2. Aux termes de l'article L. 1233-3 du code du travail : " Constitue un licenciement pour motif économique le licenciement effectué par un employeur pour un ou plusieurs motifs non inhérents à la personne du salarié résultant d'une suppression ou transformation d'emploi ou d'une modification, refusée par le salarié, d'un élément essentiel du contrat de travail, consécutives notamment : / 1° A des difficultés économiques caractérisées soit par l'évolution significative d'au moins un indicateur économique tel qu'une baisse des commandes ou du chiffre d'affaires, des pertes d'exploitation ou une dégradation de la trésorerie ou de l'excédent brut d'exploitation, soit par tout autre élément de nature à justifier de ces difficultés. / (...) 3° A une réorganisation de l'entreprise nécessaire à la sauvegarde de sa compétitivité ; (...) / La matérialité de la suppression, de la transformation d'emploi ou de la modification d'un élément essentiel du contrat de travail s'apprécie au niveau de l'entreprise. (...) ".

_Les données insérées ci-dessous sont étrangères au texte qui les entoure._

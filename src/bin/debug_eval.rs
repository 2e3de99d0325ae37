use clap::Parser;
use flowbot::board::{Board, Color, Role, START_FEN};
use flowbot::eval::{EvalProfile, PieceSquareEvaluator};

/// Print every term of the static evaluation of a position
#[derive(Parser, Debug)]
#[command(author, version, about, long_about = None)]
struct Args {
    #[arg(short, long, default_value_t = String::from(START_FEN))]
    fen: String,

    #[arg(long, value_enum, default_value_t = EvalProfile::Classic)]
    profile: EvalProfile,

    #[arg(long)]
    endgame_tables: bool,
}

fn main() -> anyhow::Result<()> {
    let args = Args::parse();

    let board = Board::from_fen(&args.fen)?;
    let evaluator =
        PieceSquareEvaluator::new(args.profile).with_endgame_tables(args.endgame_tables);

    println!("Loading FEN: {}", board.fen());
    println!("Side to move: {:?}", board.turn());
    println!("Profile: {}", args.profile.name());

    for role in Role::ALL {
        let white = board.pieces(role, Color::White).count();
        let black = board.pieces(role, Color::Black).count();
        println!(
            "{:?}: W={} B={} (weight {})",
            role,
            white,
            black,
            evaluator.weights().value(role)
        );
    }

    let terms = evaluator.breakdown(&board);
    println!("Material:   {}", terms.material);
    println!("Positional: {}", terms.positional);
    println!("Check:      {}", terms.check);
    println!("Endgame:    {}", terms.endgame);
    if let Some(terminal) = terms.terminal {
        println!("Terminal:   {}", terminal);
    }
    println!("Total (white): {}", terms.total);

    Ok(())
}
//! Error types for FlowBot
//!
//! Oracle contract violations are the only fatal class: they abort the
//! running search. Everything else (missing reference engine, unreadable
//! cache file) is reported so the caller can log it and carry on.

use thiserror::Error;

/// Errors raised by the engine and its collaborators
#[derive(Error, Debug)]
pub enum EngineError {
    /// FEN string could not be parsed or describes an impossible position
    #[error("Invalid FEN '{fen}': {message}")]
    InvalidFen { fen: String, message: String },

    /// A move that is not legal in the current position reached `push`
    #[error("Illegal move {uci} in position {fen}")]
    IllegalMove { uci: String, fen: String },

    /// `pop` was called with no pushed move to undo
    #[error("Cannot pop: no move has been pushed on top of {fen}")]
    UnbalancedPop { fen: String },

    /// SAN text is malformed or does not name a legal move
    #[error("Invalid SAN move '{san}' in position {fen}")]
    InvalidSan { san: String, fen: String },

    /// UCI text is malformed or does not name a legal move
    #[error("Invalid UCI move '{uci}' in position {fen}")]
    InvalidUciMove { uci: String, fen: String },

    /// Reading or writing a cache snapshot failed
    #[error("Cache file I/O failed: {0}")]
    CacheIo(#[from] std::io::Error),

    /// Cache snapshot could not be decoded or belongs to another profile
    #[error("Cache snapshot rejected: {message}")]
    CacheFormat { message: String },

    /// The external comparison engine could not be started
    #[error("Reference engine '{path}' unavailable: {message}")]
    ReferenceUnavailable { path: String, message: String },

    /// The external comparison engine answered with something unexpected
    #[error("Reference engine protocol error: {message}")]
    ReferenceProtocol { message: String },
}

impl EngineError {
    /// True for errors that mean the search state can no longer be trusted
    pub fn is_fatal(&self) -> bool {
        matches!(
            self,
            EngineError::IllegalMove { .. } | EngineError::UnbalancedPop { .. }
        )
    }
}

impl From<bincode::Error> for EngineError {
    fn from(err: bincode::Error) -> Self {
        EngineError::CacheFormat {
            message: err.to_string(),
        }
    }
}

/// Result alias for engine operations
pub type EngineResult<T> = Result<T, EngineError>;
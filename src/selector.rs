//! Root move selection
//!
//! `MoveSelector` is what a host calls once per turn. It searches every root
//! move with a full window, keeps the first best one in enumeration order,
//! and applies the root policies around the search: the optional fixed
//! opening and the random move when every line loses to a forced mate.

use std::fmt;

use rand::rngs::StdRng;
use rand::seq::SliceRandom;
use rand::SeedableRng;
use tracing::{debug, info, warn};

use crate::board::{move_to_uci, Board, Color, Move, Terminal};
use crate::error::EngineResult;
use crate::eval::{Evaluator, PieceSquareEvaluator, Score, MATE};
use crate::search::{CaptureFirstOrderer, MoveOrderer, Search, SearchParams, INFINITE};

/// Why a move was picked
#[derive(Debug, Clone, Copy, PartialEq, Eq)]
pub enum SelectionReason {
    /// Best score found by the search
    Searched,
    /// The search proved a forced mate and stopped early
    ForcedMate,
    /// Every move loses to a forced mate; one was drawn at random
    RandomFallback,
    /// Played from the fixed opening without searching
    Opening,
}

impl fmt::Display for SelectionReason {
    fn fmt(&self, f: &mut fmt::Formatter<'_>) -> fmt::Result {
        let name = match self {
            SelectionReason::Searched => "searched",
            SelectionReason::ForcedMate => "forced mate",
            SelectionReason::RandomFallback => "random fallback",
            SelectionReason::Opening => "opening",
        };
        f.write_str(name)
    }
}

#[derive(Debug, Clone, PartialEq, Eq)]
pub struct PlayResult {
    pub mv: Move,
    /// Score for the selecting side; None when no search ran
    pub score: Option<Score>,
    pub reason: SelectionReason,
}

impl PlayResult {
    pub fn uci(&self) -> String {
        move_to_uci(&self.mv)
    }
}

/// Outcome of one turn
#[derive(Debug, Clone, PartialEq, Eq)]
pub enum Selection {
    Play(PlayResult),
    /// The position has no legal moves
    GameOver(Terminal),
}

impl Selection {
    pub fn play(&self) -> Option<&PlayResult> {
        match self {
            Selection::Play(result) => Some(result),
            Selection::GameOver(_) => None,
        }
    }
}

pub struct MoveSelector<E = PieceSquareEvaluator, O = CaptureFirstOrderer> {
    search: Search<E, O>,
    rng: StdRng,
}

impl MoveSelector<PieceSquareEvaluator, CaptureFirstOrderer> {
    pub fn new(params: SearchParams) -> Self {
        Self::from_search(Search::new(params))
    }
}

impl<E: Evaluator, O: MoveOrderer> MoveSelector<E, O> {
    pub fn from_search(search: Search<E, O>) -> Self {
        let rng = match search.params().seed {
            Some(seed) => StdRng::seed_from_u64(seed),
            None => StdRng::from_entropy(),
        };
        Self { search, rng }
    }

    pub fn search(&self) -> &Search<E, O> {
        &self.search
    }

    pub fn search_mut(&mut self) -> &mut Search<E, O> {
        &mut self.search
    }

    /// Pick a move for the side to move at the configured depth
    pub fn select(&mut self, board: &mut Board) -> EngineResult<Selection> {
        let depth = self.search.params().depth;
        let side = board.turn();
        self.choose_move(board, depth, side)
    }

    /// Pick the move maximizing `perspective`'s score after a `depth`-ply
    /// search (root move included). `perspective` is normally the side to
    /// move.
    pub fn choose_move(
        &mut self,
        board: &mut Board,
        depth: u8,
        perspective: Color,
    ) -> EngineResult<Selection> {
        self.search.stats_mut().reset();
        self.search.stats_mut().start_timing();

        if let Some(terminal) = board.terminal() {
            info!("no legal moves: {}", terminal);
            return Ok(self.finish(Selection::GameOver(terminal)));
        }

        if let Some(mv) = self.opening_move(board) {
            let result = PlayResult {
                mv,
                score: None,
                reason: SelectionReason::Opening,
            };
            info!("bestmove {} ({})", result.uci(), result.reason);
            return Ok(self.finish(Selection::Play(result)));
        }

        let child_depth = depth.max(1) - 1;
        let moves = board.legal_moves();
        let mut best: Option<(Move, Score)> = None;
        let mut reason = SelectionReason::Searched;

        for mv in &moves {
            self.search.stats_mut().inc_root_node();
            let score = {
                let mut child = board.push_guard(mv)?;
                self.search
                    .search(&mut child, child_depth, -INFINITE, INFINITE, perspective)?
            };
            debug!("root {} score {}", move_to_uci(mv), score);

            if best.as_ref().map_or(true, |(_, best_score)| score > *best_score) {
                best = Some((mv.clone(), score));
            }
            if score >= MATE {
                reason = SelectionReason::ForcedMate;
                break;
            }
        }

        let Some((mut mv, score)) = best else {
            // unreachable: a non-terminal position has a legal move
            return Ok(self.finish(Selection::GameOver(Terminal::Stalemate)));
        };

        if score <= -MATE && self.search.params().enable_random_fallback {
            if let Some(random) = moves.as_slice().choose(&mut self.rng) {
                warn!(
                    "every move loses to a forced mate, playing {} at random",
                    move_to_uci(random)
                );
                mv = random.clone();
                reason = SelectionReason::RandomFallback;
            }
        }

        let result = PlayResult {
            mv,
            score: Some(score),
            reason,
        };
        info!("bestmove {} score {} ({})", result.uci(), score, reason);
        Ok(self.finish(Selection::Play(result)))
    }

    /// Close the timing window of the current selection
    fn finish(&mut self, selection: Selection) -> Selection {
        self.search.stats_mut().update_timing();
        info!("{}", self.search.stats());
        selection
    }

    /// Fixed opening move for White's first full moves, if enabled and legal
    fn opening_move(&self, board: &Board) -> Option<Move> {
        let params = self.search.params();
        if !params.enable_opening_override || board.turn() != Color::White {
            return None;
        }
        let index = usize::try_from(board.fullmoves()).ok()?.checked_sub(1)?;
        let san = params.opening.get(index)?;
        match board.parse_san(san) {
            Ok(mv) => Some(mv),
            Err(err) => {
                warn!("opening move skipped: {}", err);
                None
            }
        }
    }
}

#[cfg(test)]
mod tests {
    use std::collections::HashSet;
    use std::time::Duration;

    use super::*;

    fn played(selection: Selection) -> PlayResult {
        match selection {
            Selection::Play(result) => result,
            Selection::GameOver(terminal) => panic!("unexpected game over: {}", terminal),
        }
    }

    #[test]
    fn rook_mate_stops_early() {
        let mut board = Board::from_fen("6k1/8/6K1/8/8/8/8/R7 w - - 0 1").unwrap();
        let mut selector = MoveSelector::new(SearchParams::new().depth(2));
        let result = played(selector.select(&mut board).unwrap());
        assert_eq!(result.uci(), "a1a8");
        assert_eq!(result.score, Some(MATE));
        assert_eq!(result.reason, SelectionReason::ForcedMate);
        assert!(selector.search().stats().root_nodes <= board.legal_moves().len() as u64);
    }

    #[test]
    fn lost_position_falls_back_to_a_random_legal_move() {
        // Kg8 is forced and Ra8 mates
        let mut board = Board::from_fen("7k/8/6K1/8/8/8/8/R7 b - - 0 1").unwrap();
        let mut selector = MoveSelector::new(SearchParams::new().depth(2).seed(7));
        let result = played(selector.select(&mut board).unwrap());
        assert_eq!(result.reason, SelectionReason::RandomFallback);
        assert_eq!(result.uci(), "h8g8");
        assert_eq!(result.score, Some(-MATE));

        let mut selector =
            MoveSelector::new(SearchParams::new().depth(2).enable_random_fallback(false));
        let result = played(selector.select(&mut board).unwrap());
        assert_eq!(result.reason, SelectionReason::Searched);
    }

    #[test]
    fn fallback_draws_from_every_losing_move() {
        // Kg8, b6 and b5 all allow Ra8 mate
        let fen = "7k/1p6/6K1/8/8/8/8/R7 b - - 0 1";
        let legal: HashSet<String> = Board::from_fen(fen)
            .unwrap()
            .legal_moves()
            .iter()
            .map(move_to_uci)
            .collect();
        assert_eq!(legal.len(), 3);

        let mut seen = HashSet::new();
        for seed in 0..20 {
            let mut board = Board::from_fen(fen).unwrap();
            let mut selector = MoveSelector::new(SearchParams::new().depth(2).seed(seed));
            let result = played(selector.select(&mut board).unwrap());
            assert_eq!(result.reason, SelectionReason::RandomFallback, "seed {}", seed);
            assert_eq!(result.score, Some(-MATE));
            assert!(legal.contains(&result.uci()), "{} is not legal", result.uci());
            seen.insert(result.uci());
        }
        assert!(seen.len() > 1, "fallback always played {:?}", seen);
    }

    #[test]
    fn every_exit_records_search_time() {
        let mut selector =
            MoveSelector::new(SearchParams::new().enable_opening_override(true));

        let mut board = Board::new();
        let opening = played(selector.select(&mut board).unwrap());
        assert_eq!(opening.reason, SelectionReason::Opening);
        assert!(selector.search().stats().search_time > Duration::ZERO);

        let mut board = Board::from_fen("7k/5Q2/6K1/8/8/8/8/8 b - - 0 1").unwrap();
        assert!(matches!(
            selector.select(&mut board).unwrap(),
            Selection::GameOver(_)
        ));
        assert!(selector.search().stats().search_time > Duration::ZERO);
    }

    #[test]
    fn terminal_root_is_game_over() {
        let mut board = Board::from_fen("7k/5Q2/6K1/8/8/8/8/8 b - - 0 1").unwrap();
        let mut selector = MoveSelector::new(SearchParams::new());
        assert_eq!(
            selector.select(&mut board).unwrap(),
            Selection::GameOver(Terminal::Stalemate)
        );
    }

    #[test]
    fn opening_override_plays_fixed_moves() {
        let params = SearchParams::new().depth(2).enable_opening_override(true);
        let mut selector = MoveSelector::new(params);

        let mut board = Board::new();
        let first = played(selector.select(&mut board).unwrap());
        assert_eq!(first.uci(), "e2e4");
        assert_eq!(first.reason, SelectionReason::Opening);
        assert_eq!(first.score, None);

        board.push(&first.mv).unwrap();
        let reply = board.parse_san("e5").unwrap();
        board.push(&reply).unwrap();
        let second = played(selector.select(&mut board).unwrap());
        assert_eq!(second.uci(), "b1c3");

        // Black is never overridden
        board.push(&second.mv).unwrap();
        let third = played(selector.select(&mut board).unwrap());
        assert_ne!(third.reason, SelectionReason::Opening);
    }

    #[test]
    fn unplayable_opening_move_is_searched_instead() {
        let params = SearchParams::new()
            .depth(1)
            .enable_opening_override(true)
            .opening(["Ke2"]);
        let mut selector = MoveSelector::new(params);
        let mut board = Board::new();
        let result = played(selector.select(&mut board).unwrap());
        assert_eq!(result.reason, SelectionReason::Searched);
    }

    #[test]
    fn board_is_restored_after_selection() {
        let mut board = Board::new();
        let mut selector = MoveSelector::new(SearchParams::new().depth(2));
        played(selector.select(&mut board).unwrap());
        assert_eq!(board.ply(), 0);
        assert_eq!(board.fen(), crate::board::START_FEN);
    }
}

3. En vertu des dispositions du code du travail, le licenciement des salariés qui bénéficient d'une protection exceptionnelle dans l'intérêt de l'ensemble des travailleurs qu'ils représentent, ne peut intervenir que sur autorisation de l'inspecteur du travail. Lorsque le licenciement d'un de ces salariés est envisagé, ce licenciement ne doit pas être en rapport avec les fonctions représentatives normalement exercées ou l'appartenance syndicale de l'intéressé. Dans le cas où la demande de licenciement est fondée sur un motif de caractère économique, il appartient à l'inspecteur du travail et, le cas échéant, au ministre, de rechercher, sous le contrôle du juge de l'excès de pouvoir, si la situation de l'entreprise justifie le licenciement du salarié, en tenant compte notamment de la nécessité des réductions envisagées d'effectifs et de la possibilité d'assurer le reclassement du salarié dans l'entreprise ou au sein du groupe auquel appartient cette dernière.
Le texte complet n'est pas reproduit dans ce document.